- _DATA SUPPLIED_
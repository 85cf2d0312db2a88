//! Ingestion: atomic block + transaction commit, idempotent replay,
//! missing-transaction placeholders, loose transactions.

mod common;

use common::{b64, ingest, make_tx, open_index};
use weaveindex_core::encoding::{b64url_encode, owner_address};
use weaveindex_core::GqlTransactionsArgs;

#[tokio::test]
async fn ingest_block_and_fetch_transactions() {
    let db = open_index().await;

    let txs = vec![
        make_tx("tx-a", "owner-a", &[("Content-Type", "image/png")]),
        make_tx("tx-b", "owner-b", &[]),
        make_tx("tx-c", "owner-a", &[("App-Name", "wallet")]),
    ];
    ingest(&db, 982_575, txs, vec![]).await;

    let info = db.get_debug_info().await.unwrap();
    assert_eq!(info.counts.new_blocks, 1);
    assert_eq!(info.counts.new_txs, 3);
    assert_eq!(info.counts.wallets, 2); // owner-a reused
    assert_eq!(info.heights.max_new, 982_575);

    let tx = db.get_gql_transaction(&b64("tx-a")).await.unwrap().unwrap();
    assert_eq!(tx.id, b64("tx-a"));
    assert_eq!(tx.height, Some(982_575));
    assert_eq!(tx.block_transaction_index, Some(0));
    assert_eq!(tx.block_indep_hash.as_deref(), Some(b64("block-982575").as_str()));
    assert_eq!(tx.content_type.as_deref(), Some("image/png"));
    assert_eq!(tx.fee, "65595508");
    // wallet address is the SHA-256 of the raw owner bytes
    assert_eq!(tx.owner_address, b64url_encode(&owner_address(b"owner-a")));
    assert_eq!(tx.tags.len(), 1);
    assert_eq!(tx.tags[0].name, "Content-Type");
    assert_eq!(tx.tags[0].value, "image/png");

    // block order is preserved as block_transaction_index
    let tx_c = db.get_gql_transaction(&b64("tx-c")).await.unwrap().unwrap();
    assert_eq!(tx_c.block_transaction_index, Some(2));
}

#[tokio::test]
async fn replay_is_idempotent() {
    let db = open_index().await;

    let txs = vec![make_tx("tx-a", "owner-a", &[("Content-Type", "text/html")])];
    ingest(&db, 10, txs.clone(), vec![b64("tx-missing")]).await;
    let first = db.get_debug_info().await.unwrap();

    ingest(&db, 10, txs, vec![b64("tx-missing")]).await;
    let second = db.get_debug_info().await.unwrap();

    assert_eq!(first.counts.new_blocks, second.counts.new_blocks);
    assert_eq!(first.counts.new_txs, second.counts.new_txs);
    assert_eq!(first.counts.missing_txs, second.counts.missing_txs);
    assert_eq!(first.counts.tag_names, second.counts.tag_names);
    assert_eq!(first.counts.tag_values, second.counts.tag_values);
    assert_eq!(first.counts.wallets, second.counts.wallets);

    // replayed content is unchanged too
    let tx = db.get_gql_transaction(&b64("tx-a")).await.unwrap().unwrap();
    assert_eq!(tx.content_type.as_deref(), Some("text/html"));
    assert_eq!(tx.height, Some(10));
}

#[tokio::test]
async fn missing_transactions_get_placeholders() {
    let db = open_index().await;

    // 5 blocks, 3 of which are missing one transaction each
    for height in 1..=5u64 {
        let fetched = make_tx(&format!("tx-{height}-0"), "owner", &[]);
        let missing = if height % 2 == 1 {
            vec![b64(&format!("tx-{height}-lost"))]
        } else {
            vec![]
        };
        ingest(&db, height, vec![fetched], missing).await;
    }

    let info = db.get_debug_info().await.unwrap();
    assert_eq!(info.counts.missing_txs, 3);
    assert_eq!(info.counts.new_txs, 5);
    // associations exist for missing ids too, so listings skip them but
    // promotion will pick the transaction up once it arrives
    let page = db
        .get_gql_transactions(&GqlTransactionsArgs {
            page_size: 20,
            ..Default::default()
        })
        .await
        .unwrap();
    assert_eq!(page.edges.len(), 5);
}

#[tokio::test]
async fn loose_transaction_has_no_block() {
    let db = open_index().await;

    db.save_tx(&make_tx("tx-loose", "owner-x", &[("Content-Type", "text/plain")]))
        .await
        .unwrap();

    let tx = db
        .get_gql_transaction(&b64("tx-loose"))
        .await
        .unwrap()
        .unwrap();
    assert_eq!(tx.height, None);
    assert_eq!(tx.block_indep_hash, None);
    assert_eq!(tx.content_type.as_deref(), Some("text/plain"));

    // not reachable from listings until a block references it
    let page = db
        .get_gql_transactions(&GqlTransactionsArgs::default())
        .await
        .unwrap();
    assert!(page.edges.is_empty());
}

#[tokio::test]
async fn unknown_lookups_are_absent_not_errors() {
    let db = open_index().await;
    assert!(db.get_gql_transaction(&b64("nope")).await.unwrap().is_none());
    assert!(db.get_gql_block(&b64("nope")).await.unwrap().is_none());
}
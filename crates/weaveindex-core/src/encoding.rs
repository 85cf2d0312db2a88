//! Binary/textual identifier conversion and index-key fingerprints.
//!
//! Everything the chain puts on the wire — ids, signatures, roots, owner
//! keys, tag names and values — travels as URL-safe base64 without padding
//! and is stored as raw bytes. Tag names and values are additionally
//! fingerprinted with SHA-1 and wallet owners with SHA-256; those digests
//! are index keys, not security tokens.

use base64::engine::general_purpose::URL_SAFE_NO_PAD;
use base64::Engine as _;
use sha1::Sha1;
use sha2::{Digest, Sha256};

use crate::error::IndexError;

/// Encode raw bytes as URL-safe base64 without padding.
pub fn b64url_encode(bytes: &[u8]) -> String {
    URL_SAFE_NO_PAD.encode(bytes)
}

/// Decode URL-safe unpadded base64 into raw bytes.
pub fn b64url_decode(s: &str) -> Result<Vec<u8>, IndexError> {
    URL_SAFE_NO_PAD
        .decode(s)
        .map_err(|e| IndexError::InvalidArgument(format!("invalid base64url value {s:?}: {e}")))
}

/// SHA-1 fingerprint used as the join/index key for tag names and values.
pub fn tag_hash(bytes: &[u8]) -> Vec<u8> {
    let mut hasher = Sha1::new();
    hasher.update(bytes);
    hasher.finalize().to_vec()
}

/// Wallet address: SHA-256 of the owner's public modulus.
pub fn owner_address(public_modulus: &[u8]) -> Vec<u8> {
    let mut hasher = Sha256::new();
    hasher.update(public_modulus);
    hasher.finalize().to_vec()
}
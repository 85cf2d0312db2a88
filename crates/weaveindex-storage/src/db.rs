//! The storage handle: pool construction and the small height/reset
//! operations the sync orchestrator drives directly.

use std::path::Path;
use std::time::Duration;

use sqlx::sqlite::{
    SqliteArguments, SqliteConnectOptions, SqliteJournalMode, SqlitePool, SqlitePoolOptions,
    SqliteSynchronous,
};
use sqlx::query::Query;
use sqlx::Sqlite;
use tracing::{debug, warn};

use weaveindex_core::encoding::b64url_encode;
use weaveindex_core::types::Amount;
use weaveindex_core::{IndexConfig, IndexError};

use crate::schema::{CREATE_INDEXES, CREATE_TABLES};

/// The two-tier chain index over a single SQLite database.
///
/// One handle serves the whole lifecycle: `open → serve → close` (drop).
/// Mutations run inside engine-level transactions; reads run pool-side
/// against the last committed state.
pub struct IndexDb {
    pub(crate) pool: SqlitePool,
    pub(crate) config: IndexConfig,
}

impl IndexDb {
    /// Open (or create) the index database at `path`.
    pub async fn open(path: impl AsRef<Path>, config: IndexConfig) -> Result<Self, IndexError> {
        let options = SqliteConnectOptions::new()
            .filename(path)
            .create_if_missing(true)
            .journal_mode(SqliteJournalMode::Wal)
            .synchronous(SqliteSynchronous::Normal)
            .busy_timeout(Duration::from_secs(5))
            .pragma("page_size", config.page_size.to_string());

        let pool = SqlitePoolOptions::new()
            .max_connections(4)
            .connect_with(options)
            .await
            .map_err(db_err)?;

        let db = Self { pool, config };
        db.init_schema().await?;
        Ok(db)
    }

    /// Open an in-memory index. All data is lost on drop; for tests and
    /// ephemeral tooling.
    pub async fn in_memory(config: IndexConfig) -> Result<Self, IndexError> {
        let options = SqliteConnectOptions::new()
            .filename(":memory:")
            .journal_mode(SqliteJournalMode::Memory);

        // A second connection would see a different empty database.
        let pool = SqlitePoolOptions::new()
            .max_connections(1)
            .idle_timeout(None)
            .max_lifetime(None)
            .connect_with(options)
            .await
            .map_err(db_err)?;

        let db = Self { pool, config };
        db.init_schema().await?;
        Ok(db)
    }

    async fn init_schema(&self) -> Result<(), IndexError> {
        for statement in CREATE_TABLES.iter().chain(CREATE_INDEXES) {
            sqlx::query(statement)
                .execute(&self.pool)
                .await
                .map_err(db_err)?;
        }
        debug!("schema ready");
        Ok(())
    }

    /// The tunables this index was opened with.
    pub fn config(&self) -> &IndexConfig {
        &self.config
    }

    /// Greatest height across both tiers, `-1` when the index is empty.
    pub async fn get_max_height(&self) -> Result<i64, IndexError> {
        let row: (Option<i64>,) = sqlx::query_as(
            "SELECT MAX(height) FROM (
                SELECT MAX(height) AS height FROM new_block_heights
                UNION ALL
                SELECT MAX(height) AS height FROM stable_blocks
            )",
        )
        .fetch_one(&self.pool)
        .await
        .map_err(db_err)?;
        Ok(row.0.unwrap_or(-1))
    }

    /// The pending block hash at `height`, if one is mapped there.
    pub async fn get_new_block_hash_by_height(
        &self,
        height: i64,
    ) -> Result<Option<String>, IndexError> {
        if height < 0 {
            return Err(IndexError::InvalidArgument(format!(
                "height must be non-negative, got {height}"
            )));
        }
        let row: Option<(Vec<u8>,)> = sqlx::query_as(
            "SELECT block_indep_hash FROM new_block_heights WHERE height = ? LIMIT 1",
        )
        .bind(height)
        .fetch_optional(&self.pool)
        .await
        .map_err(db_err)?;
        Ok(row.map(|(hash,)| b64url_encode(&hash)))
    }

    /// Drop every pending height mapping above `height`.
    ///
    /// Pending blocks, associations, transactions, and tags that lose their
    /// mapping become unreachable from queries and are swept by the next
    /// stabilization pass. This is how the orchestrator reacts to an
    /// upstream reorganization.
    pub async fn reset_to_height(&self, height: u64) -> Result<(), IndexError> {
        let result = sqlx::query("DELETE FROM new_block_heights WHERE height > ?")
            .bind(height as i64)
            .execute(&self.pool)
            .await
            .map_err(db_err)?;
        if result.rows_affected() > 0 {
            warn!(
                height,
                unmapped = result.rows_affected(),
                "fork reset dropped pending height mappings"
            );
        }
        Ok(())
    }
}

/// Storage-engine errors cross the crate boundary stringly-typed so the core
/// crate stays driver-free.
pub(crate) fn db_err(e: sqlx::Error) -> IndexError {
    IndexError::Storage(e.to_string())
}

/// A positional bind value for runtime-assembled SQL.
#[derive(Debug, Clone)]
pub(crate) enum SqlArg {
    Int(i64),
    Text(String),
    Blob(Vec<u8>),
    Null,
}

impl From<&Amount> for SqlArg {
    fn from(amount: &Amount) -> Self {
        match amount.as_i64() {
            Some(v) => SqlArg::Int(v),
            None => SqlArg::Text(amount.0.clone()),
        }
    }
}

impl From<Option<&Amount>> for SqlArg {
    fn from(amount: Option<&Amount>) -> Self {
        amount.map(SqlArg::from).unwrap_or(SqlArg::Null)
    }
}

/// Attach `args` to `query` in order.
pub(crate) fn bind_args<'q>(
    mut query: Query<'q, Sqlite, SqliteArguments<'q>>,
    args: &[SqlArg],
) -> Query<'q, Sqlite, SqliteArguments<'q>> {
    for arg in args {
        query = match arg {
            SqlArg::Int(v) => query.bind(*v),
            SqlArg::Text(v) => query.bind(v.clone()),
            SqlArg::Blob(v) => query.bind(v.clone()),
            SqlArg::Null => query.bind(None::<i64>),
        };
    }
    query
}
//! Query arguments and result shapes for the GraphQL-facing listing engine.

use serde::{Deserialize, Serialize};

/// Total-order direction for listings. The order key is
/// `(height, block_transaction_index)` for transactions and `height` for
/// blocks.
#[derive(Debug, Clone, Copy, PartialEq, Eq, Serialize, Deserialize)]
pub enum SortOrder {
    HeightAsc,
    HeightDesc,
}

impl Default for SortOrder {
    fn default() -> Self {
        Self::HeightDesc
    }
}

/// One tag predicate: `name == tag.name AND tag.value IN values`.
/// Values are OR'd within a tag; separate tags AND across.
#[derive(Debug, Clone, PartialEq, Eq, Serialize, Deserialize)]
pub struct TagMatch {
    /// UTF-8 tag name as the API caller wrote it (e.g. `"Content-Type"`).
    pub name: String,
    /// UTF-8 candidate values.
    pub values: Vec<String>,
}

/// Arguments for a paginated transaction listing.
///
/// `ids`, `recipients`, and `owners` are base64url identifiers matched as
/// equality-in-set after decoding. `min_height`/`max_height` are inclusive;
/// `-1` means unbounded.
#[derive(Debug, Clone, Serialize, Deserialize)]
pub struct GqlTransactionsArgs {
    pub page_size: usize,
    #[serde(default)]
    pub cursor: Option<String>,
    #[serde(default)]
    pub sort_order: SortOrder,
    #[serde(default)]
    pub ids: Vec<String>,
    #[serde(default)]
    pub recipients: Vec<String>,
    #[serde(default)]
    pub owners: Vec<String>,
    #[serde(default = "unbounded")]
    pub min_height: i64,
    #[serde(default = "unbounded")]
    pub max_height: i64,
    #[serde(default)]
    pub tags: Vec<TagMatch>,
}

impl Default for GqlTransactionsArgs {
    fn default() -> Self {
        Self {
            page_size: 10,
            cursor: None,
            sort_order: SortOrder::default(),
            ids: vec![],
            recipients: vec![],
            owners: vec![],
            min_height: -1,
            max_height: -1,
            tags: vec![],
        }
    }
}

/// Arguments for a paginated block listing.
#[derive(Debug, Clone, Serialize, Deserialize)]
pub struct GqlBlocksArgs {
    pub page_size: usize,
    #[serde(default)]
    pub cursor: Option<String>,
    #[serde(default)]
    pub sort_order: SortOrder,
    #[serde(default)]
    pub ids: Vec<String>,
    #[serde(default = "unbounded")]
    pub min_height: i64,
    #[serde(default = "unbounded")]
    pub max_height: i64,
}

impl Default for GqlBlocksArgs {
    fn default() -> Self {
        Self {
            page_size: 10,
            cursor: None,
            sort_order: SortOrder::default(),
            ids: vec![],
            min_height: -1,
            max_height: -1,
        }
    }
}

fn unbounded() -> i64 {
    -1
}

/// A tag returned with a transaction, as UTF-8 text.
#[derive(Debug, Clone, PartialEq, Eq, Serialize, Deserialize)]
pub struct GqlTag {
    pub name: String,
    pub value: String,
}

/// One transaction as the API layer renders it. Byte fields are base64url
/// strings again on the way out. Block fields are absent for a pending
/// transaction that has not been tied to a block yet.
#[derive(Debug, Clone, Serialize, Deserialize)]
pub struct GqlTransaction {
    pub id: String,
    pub anchor: String,
    pub signature: String,
    pub recipient: Option<String>,
    pub owner_address: String,
    pub fee: String,
    pub quantity: String,
    pub data_size: String,
    pub content_type: Option<String>,
    pub block_indep_hash: Option<String>,
    pub block_timestamp: Option<u64>,
    pub height: Option<u64>,
    pub block_transaction_index: Option<u64>,
    pub tags: Vec<GqlTag>,
}

/// One block as the API layer renders it.
#[derive(Debug, Clone, Serialize, Deserialize)]
pub struct GqlBlock {
    pub id: String,
    pub timestamp: u64,
    pub height: u64,
    pub previous: Option<String>,
}

/// A listing edge: the node plus the opaque cursor that resumes after it.
#[derive(Debug, Clone, Serialize, Deserialize)]
pub struct GqlEdge<T> {
    pub cursor: String,
    pub node: T,
}

/// One page of a listing. `edges` holds at most `page_size` entries;
/// `has_next_page` reports whether another page exists past the last edge.
#[derive(Debug, Clone, Serialize, Deserialize)]
pub struct GqlPage<T> {
    pub has_next_page: bool,
    pub edges: Vec<GqlEdge<T>>,
}

#[cfg(test)]
mod tests {
    use super::*;

    #[test]
    fn defaults_are_unbounded_desc() {
        let args = GqlTransactionsArgs::default();
        assert_eq!(args.sort_order, SortOrder::HeightDesc);
        assert_eq!(args.min_height, -1);
        assert_eq!(args.max_height, -1);
        assert!(args.tags.is_empty());
    }

    #[test]
    fn args_deserialize_with_partial_fields() {
        let args: GqlTransactionsArgs =
            serde_json::from_str(r#"{"page_size": 3, "tags": [{"name": "Content-Type", "values": ["image/png"]}]}"#)
                .unwrap();
        assert_eq!(args.page_size, 3);
        assert_eq!(args.tags[0].name, "Content-Type");
        assert_eq!(args.min_height, -1);
    }
}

- _WHAT NEEDS TO BE DONE_
Wherever a line holds the word "GqlTag", copy that line out of the entries above.

- _EXERCISE SOLUTION_
pub struct GqlTag {
    pub tags: Vec<GqlTag>,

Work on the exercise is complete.